As the name indicates, the Asian lady beetle, also referred to as the Japanese lady beetle, is not native to North America.
Dr. Charles McGhee, a professor of biology at Middle Tennessee State University, said the U.S. Department of Agriculture (USDA) has attempted several times without much success to introduce the Japanese lady beetle in the United States in the last century.
"We have 475 species of ladybird beetles in North America," McGhee said, adding that those native species do have natural enemies that keep their numbers down.
A newly introduced ladybug, however, works as a biological control to pests such as aphids and other soft-bodied insects that damage North American fruit trees and crops.
An adult ladybug eats up to 250 aphids per day, McGhee said.
In the 1980s, the USDA finally was successful and the Japanese ladybug is now spread throughout the nation.
"In their native countries, they congregate on light-colored rock faces and bluffs in large numbers," McGhee said.
That phenomenon translates into light-colored brick homes in their new country.
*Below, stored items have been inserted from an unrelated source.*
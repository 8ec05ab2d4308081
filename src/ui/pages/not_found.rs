use crossterm::event::{KeyCode, KeyEvent};
use ratatui::{
    layout::{Alignment, Rect},
    style::{Color, Modifier, Style},
    text::{Line, Span},
    widgets::{Paragraph, Wrap},
    Frame,
};

use super::page_block;
use crate::routes::Route;
use crate::ui::core::{Action, Component};

pub struct NotFoundPage {
    path: String,
}

impl NotFoundPage {
    pub fn new(path: String) -> Self {
        Self { path }
    }
}

impl Component for NotFoundPage {
    fn handle_key_events(&mut self, key: KeyEvent) -> Action {
        match key.code {
            KeyCode::Enter | KeyCode::Esc => Action::Navigate(Route::Dashboard),
            _ => Action::None,
        }
    }

    fn render(&mut self, f: &mut Frame, rect: Rect) {
        let lines = vec![
            Line::from(Span::styled(
                "404",
                Style::default().fg(Color::Red).add_modifier(Modifier::BOLD),
            )),
            Line::from(""),
            Line::from(format!("Nothing lives at '{}'.", self.path)),
            Line::from(""),
            Line::from(Span::styled(
                "Press Enter for the dashboard or 'g' to go somewhere else",
                Style::default().fg(Color::Gray),
            )),
        ];
        let paragraph = Paragraph::new(lines)
            .block(page_block("Not Found"))
            .alignment(Alignment::Center)
            .wrap(Wrap { trim: true });
        f.render_widget(paragraph, rect);
    }
}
But while they can be a nuisance, the Japanese ladybugs - which range in color from a light yellow-orange to a bright red-orange with or without dots - are not considered a pest. On the contrary, they are considered to be a beneficial insect and they are harmless to people: They don't sting, don't damage the homes and don't carry diseases. They only try to find a little protected area to survive the winter.
They also can have a slight odor surrounding them coming from a fluid that they use as protective measure against predators.